__Work order__.
Lines that include the string "Debug" are the ones to copy from the entries below.

(Dataset entries)
==============================

//! Route handlers.

use std::collections::HashMap;

use axum::extract::{Path, State};
use axum::routing::{get, post};
use axum::{Json, Router};
use serde::{Deserialize, Serialize};
use tracing::info;

use buildfarm_config::FarmConfig;
use buildfarm_core::BuildId;
use buildfarm_core::build::BuildRun;
use buildfarm_dispatch::BuilderStatus;

use crate::AppState;
use crate::error::ApiError;

pub fn router(state: AppState) -> Router {
    Router::new()
        .route("/api/health", get(health))
        .route("/api/builders/{name}", get(builder_status))
        .route("/api/builders/{name}/force", post(force_build))
        .route("/api/runs/{id}", get(run_status))
        .route("/api/runs/{id}/stop", post(stop_run))
        .route("/api/reload", post(reload))
        .with_state(state)
}

async fn health() -> &'static str {
    "ok"
}

#[derive(Debug, Default, Deserialize)]
struct ForceBuildRequest {
    branch: Option<String>,
    reason: Option<String>,
    #[serde(default)]
    properties: HashMap<String, String>,
}

#[derive(Debug, Serialize)]
struct ForceBuildResponse {
    id: String,
}

async fn force_build(
    State(state): State<AppState>,
    Path(name): Path<String>,
    body: Option<Json<ForceBuildRequest>>,
) -> Result<Json<ForceBuildResponse>, ApiError> {
    let Json(req) = body.unwrap_or_default();
    let id = state
        .dispatcher
        .force_build(&name, req.branch, req.properties, req.reason)
        .await?;
    Ok(Json(ForceBuildResponse { id: id.to_string() }))
}

async fn builder_status(
    State(state): State<AppState>,
    Path(name): Path<String>,
) -> Result<Json<BuilderStatus>, ApiError> {
    Ok(Json(state.dispatcher.builder_status(&name).await?))
}

async fn run_status(
    State(state): State<AppState>,
    Path(id): Path<String>,
) -> Result<Json<BuildRun>, ApiError> {
    let id = parse_id(&id)?;
    Ok(Json(state.dispatcher.run_status(id).await?))
}

async fn stop_run(
    State(state): State<AppState>,
    Path(id): Path<String>,
) -> Result<Json<serde_json::Value>, ApiError> {
    let id = parse_id(&id)?;
    state.dispatcher.abort(id).await?;
    Ok(Json(serde_json::json!({ "stopped": id.to_string() })))
}

async fn reload(State(state): State<AppState>) -> Result<Json<serde_json::Value>, ApiError> {
    let config = FarmConfig::load(&state.config_path)?;
    info!(path = %state.config_path.display(), "reloading configuration");
    state.dispatcher.reload(config).await?;
    Ok(Json(serde_json::json!({ "reloaded": true })))
}

fn parse_id(raw: &str) -> Result<BuildId, ApiError> {
    raw.parse()
        .map_err(|_| ApiError::BadRequest(format!("invalid build id '{raw}'")))
}

#[cfg(test)]
mod tests {
    use super::*;
    use std::sync::Arc;

    use axum::body::Body;
    use axum::http::{Request, StatusCode};
    use tower::util::ServiceExt;
    use url::Url;

    use buildfarm_core::runner::{CommandOutcome, CommandRunner, CommandSpec};
    use buildfarm_dispatch::Dispatcher;

    struct NullRunner;

    #[async_trait::async_trait]
    impl CommandRunner for NullRunner {
        fn name(&self) -> &'static str {
            "null"
        }
        fn base_dir(&self, worker: &str) -> std::path::PathBuf {
            std::path::PathBuf::from("/tmp").join(worker)
        }
        async fn run(
            &self,
            _worker: &str,
            _spec: CommandSpec,
        ) -> buildfarm_core::Result<CommandOutcome> {
            Ok(CommandOutcome {
                exit_code: Some(0),
                output: String::new(),
            })
        }
    }

    fn app() -> Router {
        let config = Arc::new(FarmConfig {
            project: "clementine".to_string(),
            state_dir: "/tmp/farm".into(),
            upload_base: "/tmp/farm/uploads".into(),
            upload_url: Url::parse("http://builds.example.org").unwrap(),
            listen: "127.0.0.1:0".parse().unwrap(),
            workers: Vec::new(),
            locks: Vec::new(),
            sources: Vec::new(),
            builders: Vec::new(),
            schedulers: Vec::new(),
        });
        let (handle, _task) = Dispatcher::spawn(config, Arc::new(NullRunner));
        router(AppState::new(handle, "/tmp/farm.kdl"))
    }

    #[tokio::test]
    async fn health_answers_ok() {
        let response = app()
            .oneshot(Request::get("/api/health").body(Body::empty()).unwrap())
            .await
            .unwrap();
        assert_eq!(response.status(), StatusCode::OK);
    }

    #[tokio::test]
    async fn unknown_builder_is_404() {
        let response = app()
            .oneshot(
                Request::get("/api/builders/No%20Such%20Builder")
                    .body(Body::empty())
                    .unwrap(),
            )
            .await
            .unwrap();
        assert_eq!(response.status(), StatusCode::NOT_FOUND);
    }

    #[tokio::test]
    async fn malformed_run_id_is_400() {
        let response = app()
            .oneshot(
                Request::get("/api/runs/not-a-uuid")
                    .body(Body::empty())
                    .unwrap(),
            )
            .await
            .unwrap();
        assert_eq!(response.status(), StatusCode::BAD_REQUEST);
    }
}
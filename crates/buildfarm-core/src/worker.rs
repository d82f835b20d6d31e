//! Worker registration.

use serde::{Deserialize, Serialize};

/// A remote execution agent that runs commands for the coordinator.
///
/// Registered at startup; the dispatcher tracks the running-build
/// count against `max_builds`.
#[derive(Debug, Clone, Serialize, Deserialize)]
pub struct WorkerDefinition {
    /// Unique name.
    pub name: String,
    /// Shared secret the agent authenticates with. Opaque to the
    /// coordinator.
    pub credential: String,
    /// Maximum simultaneous builds.
    pub max_builds: usize,
}

impl WorkerDefinition {
    pub fn new(name: impl Into<String>, credential: impl Into<String>) -> Self {
        Self {
            name: name.into(),
            credential: credential.into(),
            max_builds: 1,
        }
    }
}
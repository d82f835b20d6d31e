//! Core domain types for the buildfarm coordinator.
//!
//! This crate defines the vocabulary shared by every other crate:
//! change events, builder and worker definitions, build requests and
//! runs, step sequences, the error taxonomy, and the [`runner`]
//! execution seam the coordinator drives workers through.

pub mod build;
pub mod builder;
pub mod change;
pub mod error;
pub mod id;
pub mod runner;
pub mod step;
pub mod worker;

pub use error::{Error, Result};
pub use id::BuildId;
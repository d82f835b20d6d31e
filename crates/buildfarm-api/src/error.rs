//! API error handling.

use axum::Json;
use axum::http::StatusCode;
use axum::response::{IntoResponse, Response};
use serde_json::json;

/// API error type.
#[derive(Debug)]
pub enum ApiError {
    NotFound(String),
    BadRequest(String),
    Internal(String),
}

impl IntoResponse for ApiError {
    fn into_response(self) -> Response {
        let (status, message) = match self {
            ApiError::NotFound(msg) => (StatusCode::NOT_FOUND, msg),
            ApiError::BadRequest(msg) => (StatusCode::BAD_REQUEST, msg),
            ApiError::Internal(msg) => (StatusCode::INTERNAL_SERVER_ERROR, msg),
        };

        let body = Json(json!({
            "error": message
        }));

        (status, body).into_response()
    }
}

impl From<buildfarm_core::Error> for ApiError {
    fn from(err: buildfarm_core::Error) -> Self {
        match err {
            buildfarm_core::Error::UnknownBuilder(_) | buildfarm_core::Error::UnknownBuild(_) => {
                ApiError::NotFound(err.to_string())
            }
            _ => ApiError::Internal(err.to_string()),
        }
    }
}

impl From<buildfarm_config::ConfigError> for ApiError {
    fn from(err: buildfarm_config::ConfigError) -> Self {
        ApiError::BadRequest(err.to_string())
    }
}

==============================

__Reply to the task__.
#[derive(Debug, Default, Deserialize)]
#[derive(Debug, Serialize)]
#[derive(Debug, Clone, Serialize, Deserialize)]
#[derive(Debug)]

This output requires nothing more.